Guarantee this will git-er-done...


----------



## raz1056 (Jun 16, 2006)

This is my wife's recipe and I can eat the whole pot.

1 lb. dry blackeyed peas
6 slices of thick sliced bacon cut into small pieces *
1 bunch or 5 green onions chopped using mostly the white part
1/2 small yellow onion
1 tbls Knor's chicken soup base
Salt, pepper, and garlic powder

Add all to pot cover with water and bring to boil then reduce heat and simmer until done

Add salt and pepper to taste while cooking

This recipe can be cooked in crock pot just place on low and add all ingredients--estimate salt and pepper to your liking.

* Smoked jowl bacon can be used when available


----------



## huntinguy (Aug 22, 2005)

I was gonna post one, but they've got ya covered Joker. Any of the above should work fine with a pound or two of dried peas over about say 12-14 hours in the crock.


----------



## FISHNNUTT (Oct 27, 2007)

Theres a frozen brand called Pic-Sweet with bacon
bout the best store bought black eyed peas there is.
When you warm them on the stove they smell up the house


----------



## BlueWaveCapt (Jan 8, 2007)

raz1056 said:


> Add all to pot cover with water and bring to boil then reduce heat and simmer until done


Do you have any idea of an "estimated" time to be done?
Are we talking 2 hours...3 hours? Sorry if this sounds stupid, but I have never cooked black-eyed peas and I REALLY love them!!


----------



## jdot7749 (Dec 1, 2008)

On thee stove top dried or frozen cook done in about an hour, maybe a little less. You don't want them cooke d to mush. In acrockpot on high, I expect maybe four times as long, maybe less. I never cooked peas in a crock pot 'cause they take so little time on the stove.
I only use smoked bacon and salt and don't add the salt until almost done. I just boil 2 or three slices of good bacon for about 15 min. to season the water. If you fry bacon very often and save the grease use a couple teaspoons of bacon grease.


----------



## txjoker (Jun 21, 2005)

Doing this recipe as we speak (minus the green onions). We'll see how they turn out tomorrow!



raz1056 said:


> This is my wife's recipe and I can eat the whole pot.
> 
> 1 lb. dry blackeyed peas
> 6 slices of thick sliced bacon cut into small pieces *
> ...


----------



## Charlie2 (Aug 21, 2004)

*Blackeyed Peas*

I gave my ham bone to my dog as a Christmas present so had to rummage through the freezer for meat for flavoring.
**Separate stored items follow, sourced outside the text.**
pub mod challenge;
pub mod errors;
pub mod form;
pub mod guard;
pub(crate) mod handlers;
pub mod middlewares;
mod models;
pub mod otp;
pub mod resolver;
mod routes;
pub mod schemas;
pub mod session;
pub mod utils;

pub use middlewares::{AdminContext, RequireAdmin};
pub use routes::auth_route;
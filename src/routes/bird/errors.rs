use actix_web::http::StatusCode;
use actix_web::{HttpResponse, ResponseError};

use crate::general_utils::error_chain_fmt;
use crate::schemas::GenericResponse;

#[derive(thiserror::Error)]
pub enum BirdError {
    #[error("{0}")]
    ValidationError(String),
    #[error("Bird not found.")]
    NotFound,
    #[error("{0}")]
    DatabaseError(String, #[source] anyhow::Error),
    #[error(transparent)]
    UnexpectedError(#[from] anyhow::Error),
}

impl std::fmt::Debug for BirdError {
    fn fmt(&self, f: &mut std::fmt::Formatter<'_>) -> std::fmt::Result {
        error_chain_fmt(self, f)
    }
}

impl ResponseError for BirdError {
    fn status_code(&self) -> StatusCode {
        match self {
            BirdError::ValidationError(_) => StatusCode::BAD_REQUEST,
            BirdError::NotFound => StatusCode::NOT_FOUND,
            BirdError::DatabaseError(_, _) => StatusCode::INTERNAL_SERVER_ERROR,
            BirdError::UnexpectedError(_) => StatusCode::INTERNAL_SERVER_ERROR,
        }
    }

    fn error_response(&self) -> HttpResponse {
        let status_code = self.status_code();
        let inner_error_msg = match self {
            BirdError::UnexpectedError(_) => "Something went wrong.".to_string(),
            _ => self.to_string(),
        };
        HttpResponse::build(status_code).json(GenericResponse::error(
            &inner_error_msg,
            status_code.as_str(),
            Some(()),
        ))
    }
}
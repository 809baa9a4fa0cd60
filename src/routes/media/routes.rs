use actix_web::web;

use super::handlers::{delete_media, upload_media, upload_progress};

pub fn media_route(cfg: &mut web::ServiceConfig) {
    cfg.route("/upload", web::post().to(upload_media))
        .route("/upload/{upload_id}", web::get().to(upload_progress))
        .route("/delete", web::post().to(delete_media));
}
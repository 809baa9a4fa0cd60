pub(crate) mod handlers;
mod routes;
pub mod schemas;
#[cfg(test)]
mod tests;
pub mod utils;

pub use routes::util_route;
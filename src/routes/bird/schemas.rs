use actix_web::dev::Payload;
use actix_web::web::Json;
use actix_web::{FromRequest, HttpRequest};
use bigdecimal::BigDecimal;
use chrono::{DateTime, Utc};
use futures::future::LocalBoxFuture;
use serde::{Deserialize, Serialize};
use utoipa::ToSchema;
use uuid::Uuid;
use validator::{Validate, ValidationError};

use super::errors::BirdError;
use super::utils::validation_message;

#[derive(
    Debug, Clone, Copy, Default, PartialEq, Eq, Serialize, Deserialize, ToSchema, sqlx::Type,
)]
#[sqlx(type_name = "bird_availability", rename_all = "lowercase")]
pub enum BirdAvailability {
    #[default]
    Available,
    Sold,
}

#[derive(Debug, Clone, Default, PartialEq, Serialize, Deserialize, ToSchema)]
pub struct ParentMedia {
    #[serde(default)]
    pub images: Vec<String>,
    #[serde(default)]
    pub videos: Vec<String>,
}

#[derive(Debug, Clone, Default, PartialEq, Serialize, Deserialize, ToSchema)]
pub struct BirdParents {
    #[serde(default)]
    pub father: ParentMedia,
    #[serde(default)]
    pub mother: ParentMedia,
}

#[derive(Debug, Serialize, ToSchema)]
pub struct Bird {
    pub id: Uuid,
    pub name: String,
    pub age: String,
    pub weight: String,
    pub color: String,
    pub line: String,
    #[schema(value_type = Option<String>)]
    pub price: Option<BigDecimal>,
    pub availability: BirdAvailability,
    pub is_featured: bool,
    pub images: Vec<String>,
    pub videos: Vec<String>,
    pub parents: BirdParents,
    pub skills: Vec<String>,
    pub created_at: DateTime<Utc>,
    pub updated_at: DateTime<Utc>,
}

fn validate_price(price: &BigDecimal) -> Result<(), ValidationError> {
    if price < &BigDecimal::from(0) {
        return Err(ValidationError::new("price").with_message("Price cannot be negative.".into()));
    }
    Ok(())
}

/// Body of bird create and update. Updates replace every field.
#[derive(Debug, Clone, Deserialize, Validate, ToSchema)]
pub struct BirdRequest {
    #[validate(length(min = 1, message = "Name is required"))]
    pub name: String,
    #[validate(length(min = 1, message = "Age is required"))]
    pub age: String,
    #[validate(length(min = 1, message = "Weight is required"))]
    pub weight: String,
    #[validate(length(min = 1, message = "Color is required"))]
    pub color: String,
    #[validate(length(min = 1, message = "Bloodline is required"))]
    pub line: String,
    #[schema(value_type = Option<String>)]
    #[validate(custom(function = "validate_price"))]
    pub price: Option<BigDecimal>,
    #[serde(default)]
    pub availability: BirdAvailability,
    #[serde(default)]
    pub is_featured: bool,
    #[serde(default)]
    pub images: Vec<String>,
    #[serde(default)]
    pub videos: Vec<String>,
    #[serde(default)]
    pub parents: BirdParents,
    #[serde(default)]
    pub skills: Vec<String>,
}

impl BirdRequest {
    /// Trims text fields and drops blank skills so validation sees what gets stored.
    pub fn normalized(mut self) -> Self {
        for field in [
            &mut self.name,
            &mut self.age,
            &mut self.weight,
            &mut self.color,
            &mut self.line,
        ] {
            *field = field.trim().to_string();
        }
        self.skills = self
            .skills
            .into_iter()
            .map(|s| s.trim().to_string())
            .filter(|s| !s.is_empty())
            .collect();
        self
    }
}

impl FromRequest for BirdRequest {
    type Error = BirdError;
    type Future = LocalBoxFuture<'static, Result<Self, Self::Error>>;

    fn from_request(req: &HttpRequest, payload: &mut Payload) -> Self::Future {
        let fut = Json::<Self>::from_request(req, payload);

        Box::pin(async move {
            let body = fut
                .await
                .map_err(|e| BirdError::ValidationError(e.to_string()))?
                .into_inner()
                .normalized();
            body.validate()
                .map_err(|e| BirdError::ValidationError(validation_message(&e)))?;
            Ok(body)
        })
    }
}

#[derive(Debug, Default, Deserialize, utoipa::IntoParams)]
pub struct BirdListQuery {
    pub availability: Option<BirdAvailability>,
    pub featured: Option<bool>,
}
I came across some Neck Bones and decided to try them just for grins.

I cooked the peas and bones together on slow fire until the peas got done.

They were delicious! C2


----------



## JWL (Jul 1, 2004)

*Fresh Black Eyed Peas in a Crock Pot*

Chop an onion, add two smoked ham hocks and a couple of cups of chopped ham, 1 1/2 teaspoon each of salt, black pepper, and crush red pepper flakes. Cover with water.

Cook on high for 3-4 hours. Eat as is or, spoon over cooked rice for Hoppin' John.
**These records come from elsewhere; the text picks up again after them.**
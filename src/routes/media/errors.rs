use actix_web::http::StatusCode;
use actix_web::{HttpResponse, ResponseError};

use crate::general_utils::error_chain_fmt;
use crate::schemas::GenericResponse;

#[derive(thiserror::Error)]
pub enum MediaError {
    #[error("{0}")]
    ValidationError(String),
    #[error("File is too large. The limit is {0} bytes.")]
    TooLarge(usize),
    #[error("Upload not found.")]
    UploadNotFound,
    #[error("{0}")]
    StorageError(String, #[source] anyhow::Error),
    #[error(transparent)]
    UnexpectedError(#[from] anyhow::Error),
}

impl std::fmt::Debug for MediaError {
    fn fmt(&self, f: &mut std::fmt::Formatter<'_>) -> std::fmt::Result {
        error_chain_fmt(self, f)
    }
}

impl ResponseError for MediaError {
    fn status_code(&self) -> StatusCode {
        match self {
            MediaError::ValidationError(_) => StatusCode::BAD_REQUEST,
            MediaError::TooLarge(_) => StatusCode::PAYLOAD_TOO_LARGE,
            MediaError::UploadNotFound => StatusCode::NOT_FOUND,
            MediaError::StorageError(_, _) => StatusCode::BAD_GATEWAY,
            MediaError::UnexpectedError(_) => StatusCode::INTERNAL_SERVER_ERROR,
        }
    }

    fn error_response(&self) -> HttpResponse {
        let status_code = self.status_code();
        let inner_error_msg = match self {
            MediaError::UnexpectedError(_) => "Something went wrong.".to_string(),
            _ => self.to_string(),
        };
        HttpResponse::build(status_code).json(GenericResponse::error(
            &inner_error_msg,
            status_code.as_str(),
            Some(()),
        ))
    }
}
use actix_web::{web, HttpResponse, Responder};
use sqlx::PgPool;
use utoipa::TupleUnit;

use super::schemas::{ContactLink, ContactQuery};
use super::utils::{bird_inquiry_message, whatsapp_link};
use crate::configuration::ContactSettings;
use crate::errors::GenericError;
use crate::routes::bird::utils::fetch_bird;
use crate::schemas::GenericResponse;

#[utoipa::path(
    get,
    path = "/util/health_check",
    tag = "Util",
    responses(
        (status=200, description= "Service is up"),
    )
)]
pub async fn health_check() -> impl Responder {
    HttpResponse::Ok().body("Running Server")
}

#[utoipa::path(
    get,
    path = "/util/contact",
    tag = "Util",
    summary = "WhatsApp Contact Link",
    params(ContactQuery),
    responses(
        (status=200, description= "Chat link to the farm", body= GenericResponse<ContactLink>),
        (status=404, description= "Bird not found", body= GenericResponse<TupleUnit>),
    )
)]
#[tracing::instrument(name = "Contact link", skip(pool, contact))]
pub async fn contact_link(
    query: web::Query<ContactQuery>,
    pool: web::Data<PgPool>,
    contact: web::Data<ContactSettings>,
) -> Result<web::Json<GenericResponse<ContactLink>>, GenericError> {
    let message = match query.bird_id {
        Some(bird_id) => {
            let bird = fetch_bird(&pool, bird_id)
                .await
                .map_err(|e| {
                    GenericError::DatabaseError(
                        "Something went wrong while fetching the bird".to_string(),
                        e,
                    )
                })?
                .ok_or_else(|| GenericError::NotFound("Bird not found.".to_string()))?;
            bird_inquiry_message(&contact, bird.id, &bird.name)
        }
        None => contact.greeting.clone(),
    };
    let link = whatsapp_link(&contact, message)?;
    Ok(web::Json(GenericResponse::success(
        "Successfully built contact link",
        Some(link),
    )))
}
Dried black eyes can be cooked the same way but will take a lot longer.


----------



## notthatdeep (Feb 5, 2005)

I usually use the canned version, trappys or ranch style and juice it up with ham bone or bacon, a little sauteed onion and garlic a little salt and pepper...and let it simmer for a loooong time to get the juices mixed and to get some good soupy pot liquor. (did I say potlicker?)


----------